Setting out to begin this essay, I felt more overwhelmed than anything. With a nearly infinite scope of possible topics to choose from, I struggled to find an avenue that felt right for me. Every idea I came up with felt inauthentic and unnatural, so I decided to consult my professor. Sometimes a fresh perspective is all you need; he pointed out to me a theme in my work for the semester that is so obvious I couldn’t believe I didn’t think of it myself: Community-Based Learning (CBL).
You might be wondering what, exactly, CBL entails. CBL, also called service learning, is an educational philosophy that seeks to connect theory and practice by incorporating civic engagement with classroom learning objectives. At Holy Cross, CBL can involve a project component or a placement component. With a placement component, students complete service in the community on a weekly basis, while project components usually involve consulting or other short-term service work.

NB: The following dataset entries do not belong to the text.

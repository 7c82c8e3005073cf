use std::collections::{HashMap, HashSet};
use std::fs::File;
use std::io;
use std::path::Path;

use derive_builder::Builder;
use getset::Getters;
use indexmap::IndexMap;
use serde::Deserialize;
use tracing::{debug, info};

use crate::data_dictionary::*;
use crate::dictionary_errors::*;
use crate::report::{Report, Section};

const ENUM_SEPARATOR: char = '|';
const VALUE_SEPARATOR: char = ':';
const REQUIRED_COLUMNS: [&str; 6] =
    ["msg_type", "msg_name", "tag_number", "field_name", "required", "format"];

/// Root attributes and message category stamped on a generated dictionary.
#[derive(Debug, Clone, PartialEq, Eq, Getters, Builder)]
#[builder(setter(into), build_fn(skip))]
#[getset(get = "pub")]
pub struct GenerateOptions {
    fix_type: String,
    major: String,
    minor: String,
    servicepack: String,
    msgcat: String,
}

impl Default for GenerateOptions {
    fn default() -> Self {
        Self {
            fix_type: "FIX".to_string(),
            major: "4".to_string(),
            minor: "4".to_string(),
            servicepack: "0".to_string(),
            msgcat: "app".to_string(),
        }
    }
}

impl GenerateOptions {
    fn root_attributes(&self) -> Attributes {
        [
            ("type", &self.fix_type),
            ("major", &self.major),
            ("minor", &self.minor),
            ("servicepack", &self.servicepack),
        ]
        .into_iter()
        .map(|(k, v)| (k.to_string(), v.clone()))
        .collect()
    }
}

impl GenerateOptionsBuilder {
    /// Unset values fall back to `GenerateOptions::default()`.
    pub fn build(&self) -> GenerateOptions {
        let defaults = GenerateOptions::default();
        GenerateOptions {
            fix_type: self.fix_type.clone().unwrap_or(defaults.fix_type),
            major: self.major.clone().unwrap_or(defaults.major),
            minor: self.minor.clone().unwrap_or(defaults.minor),
            servicepack: self.servicepack.clone().unwrap_or(defaults.servicepack),
            msgcat: self.msgcat.clone().unwrap_or(defaults.msgcat),
        }
    }
}

#[derive(Debug, Deserialize)]
struct CsvRow {
    msg_type: String,
    msg_name: String,
    tag_number: String,
    field_name: String,
    required: String,
    format: String,
    #[serde(default)]
    enum_values: String,
}

#[derive(Debug)]
struct MessageDraft {
    name: String,
    members: Vec<Member>,
    tags: HashSet<u32>,
}

#[derive(Debug, Default)]
struct Generator {
    messages: IndexMap<String, MessageDraft>,
    fields: IndexMap<u32, FieldDef>,
    tags_by_name: HashMap<String, u32>,
    report: Report,
}

impl Generator {
    fn add_row(&mut self, line: u64, row: CsvRow) -> DResult<()> {
        let msg_type = non_empty(line, "msg_type", &row.msg_type)?;
        let msg_name = non_empty(line, "msg_name", &row.msg_name)?;
        let field_name = non_empty(line, "field_name", &row.field_name)?;
        let field_type = non_empty(line, "format", &row.format)?.to_ascii_uppercase();
        let tag = row.tag_number.parse::<u32>().map_err(|e| {
            DictError::malformed_row(line, format!("tag_number '{}': {}", row.tag_number, e))
        })?;
        let required = parse_required(line, &row.required)?;
        let values = parse_enum_values(line, tag, &row.enum_values)?;

        if let Some(draft) = self.messages.get(msg_type) {
            if draft.name != msg_name {
                self.report.conflict(
                    Section::Messages,
                    msg_type,
                    format!(
                        "line {}: named {} but first seen as {}, row skipped",
                        line, msg_name, draft.name
                    ),
                );
                return Ok(());
            }
        }

        let candidate = FieldDef::new(tag, field_name, &field_type, values);
        match self.fields.get(&tag) {
            Some(existing) if existing.same_definition(&candidate) => {
                self.report.duplicate(
                    Section::Fields,
                    tag,
                    format!("line {}: {} already defined", line, existing),
                );
            }
            Some(existing) => {
                self.report.conflict(
                    Section::Fields,
                    tag,
                    format!("line {}: {} conflicts with {}, row skipped", line, candidate, existing),
                );
                return Ok(());
            }
            None => {
                if let Some(other) = self.tags_by_name.get(field_name) {
                    self.report.conflict(
                        Section::Fields,
                        tag,
                        format!(
                            "line {}: name {} already belongs to tag {}, row skipped",
                            line, field_name, other
                        ),
                    );
                    return Ok(());
                }
                self.tags_by_name.insert(field_name.to_string(), tag);
                self.fields.insert(tag, candidate);
            }
        }

        let draft = self.messages.entry(msg_type.to_string()).or_insert_with(|| MessageDraft {
            name: msg_name.to_string(),
            members: Vec::new(),
            tags: HashSet::new(),
        });
        if draft.tags.insert(tag) {
            draft.members.push(Member::field(field_name, required));
        } else {
            debug!(msg_type, tag, line, "field already referenced by message");
        }
        Ok(())
    }

    fn finish(self, options: &GenerateOptions) -> (FixDictionary, Report) {
        let mut dd = FixDictionary::new(options.root_attributes());
        for (msg_type, draft) in self.messages {
            let message = Message::new(&draft.name, &msg_type, options.msgcat(), draft.members);
            dd.messages.insert(msg_type, message);
        }
        dd.fields = self.fields;
        info!(messages = dd.messages.len(), fields = dd.fields.len(), "custom dictionary generated");
        (dd, self.report)
    }
}

/// Builds a custom dictionary from csv rows. Rows are grouped into messages
/// by `msg_type` and every distinct `tag_number` gets one field definition.
pub fn generate<R: io::Read>(
    input: R, options: &GenerateOptions,
) -> DResult<(FixDictionary, Report)> {
    let mut reader = csv::ReaderBuilder::new()
        .has_headers(true)
        .trim(csv::Trim::All)
        .from_reader(input);
    let headers = reader.headers()?.clone();
    for column in REQUIRED_COLUMNS {
        if !headers.iter().any(|h| h == column) {
            return Err(DictError::malformed_row(1, format!("missing column {}", column)));
        }
    }

    let mut generator = Generator::default();
    for record in reader.records() {
        let record = record?;
        let line = record.position().map(|p| p.line()).unwrap_or_default();
        let row: CsvRow = record
            .deserialize(Some(&headers))
            .map_err(|e| DictError::malformed_row(line, e.to_string()))?;
        generator.add_row(line, row)?;
    }
    Ok(generator.finish(options))
}

pub fn generate_file<P: AsRef<Path>, Q: AsRef<Path>>(
    csv_path: P, output: Q, options: &GenerateOptions,
) -> DResult<Report> {
    let csv_path = csv_path.as_ref();
    let file = File::open(csv_path).map_err(|e| DictError::from_io(csv_path.to_path_buf(), e))?;
    let (dd, report) = generate(file, options)?;
    dd.save(&output)?;
    info!(output = %output.as_ref().display(), "FIX xml generated");
    report.log_summary("generate");
    Ok(report)
}

fn non_empty<'a>(line: u64, column: &str, value: &'a str) -> DResult<&'a str> {
    if value.is_empty() {
        Err(DictError::malformed_row(line, format!("empty {}", column)))
    } else {
        Ok(value)
    }
}

fn parse_required(line: u64, raw: &str) -> DResult<bool> {
    match raw.to_ascii_uppercase().as_str() {
        "Y" => Ok(true),
        "N" => Ok(false),
        _ => Err(DictError::malformed_row(line, format!("required must be Y or N, got '{}'", raw))),
    }
}

/// `value:description` pairs joined by `|`. Delimiters cannot be escaped,
/// so any extra `:` or an empty side is rejected.
fn parse_enum_values(line: u64, tag: u32, raw: &str) -> DResult<Vec<FieldValue>> {
    let mut values: Vec<FieldValue> = Vec::new();
    if raw.trim().is_empty() {
        return Ok(values);
    }
    for part in raw.split(ENUM_SEPARATOR) {
        let mut pieces = part.split(VALUE_SEPARATOR).map(str::trim);
        let (value, description) = match (pieces.next(), pieces.next(), pieces.next()) {
            (Some(v), Some(d), None) if !v.is_empty() && !d.is_empty() => (v, d),
            _ => {
                return Err(DictError::malformed_row(
                    line,
                    format!("invalid enum format for tag {}: '{}'", tag, part),
                ))
            }
        };
        if values.iter().any(|v| v.value() == value) {
            return Err(DictError::malformed_row(
                line,
                format!("enum value {} repeated for tag {}", value, tag),
            ));
        }
        values.push(FieldValue::new(value, description));
    }
    Ok(values)
}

For me, the past year has been one of self-discovery, and my experience in CBL became a significant part of that process. As I’ve looked back on my experience over the last few months—both in preparation for this project and in filling out applications for jobs and scholarships—I’ve begun to realize more and more the profound impact CBL has had on the course of my studies and on the way I interact with my community.
My involvement in a CBL course led me to becoming a CBL Intern and inspired the blog I started. CBL has given me the chance to exercise leadership and take advantage of the opportunities available to me at Holy Cross. It has intensified my interest in post-graduate service and allowed me to try on different professional roles.
CBL has been something I have truly enjoyed in my time at Holy Cross. I’ve taken so much away from my experiences personally, academically, and professionally. The CBL program, in my mind, epitomizes the cura personalis tenet of Holy Cross as a Jesuit institution: furthering intellectual horizons while working toward social improvement and personal growth, living and learning “the mission.”
In designing this essay, I have set out to see what my fellow students at Holy Cross think about CBL. I conducted a total of six interviews, three with CBL Interns and three with CBL students, focused on assessing how my personal experiences may or may not align with those of my peers. I will be looking at different facets of community engagement that I’ve extracted from my own involvement in CBL and applying interview and survey responses to that schema, hoping to shed light on how students experience CBL at Holy Cross.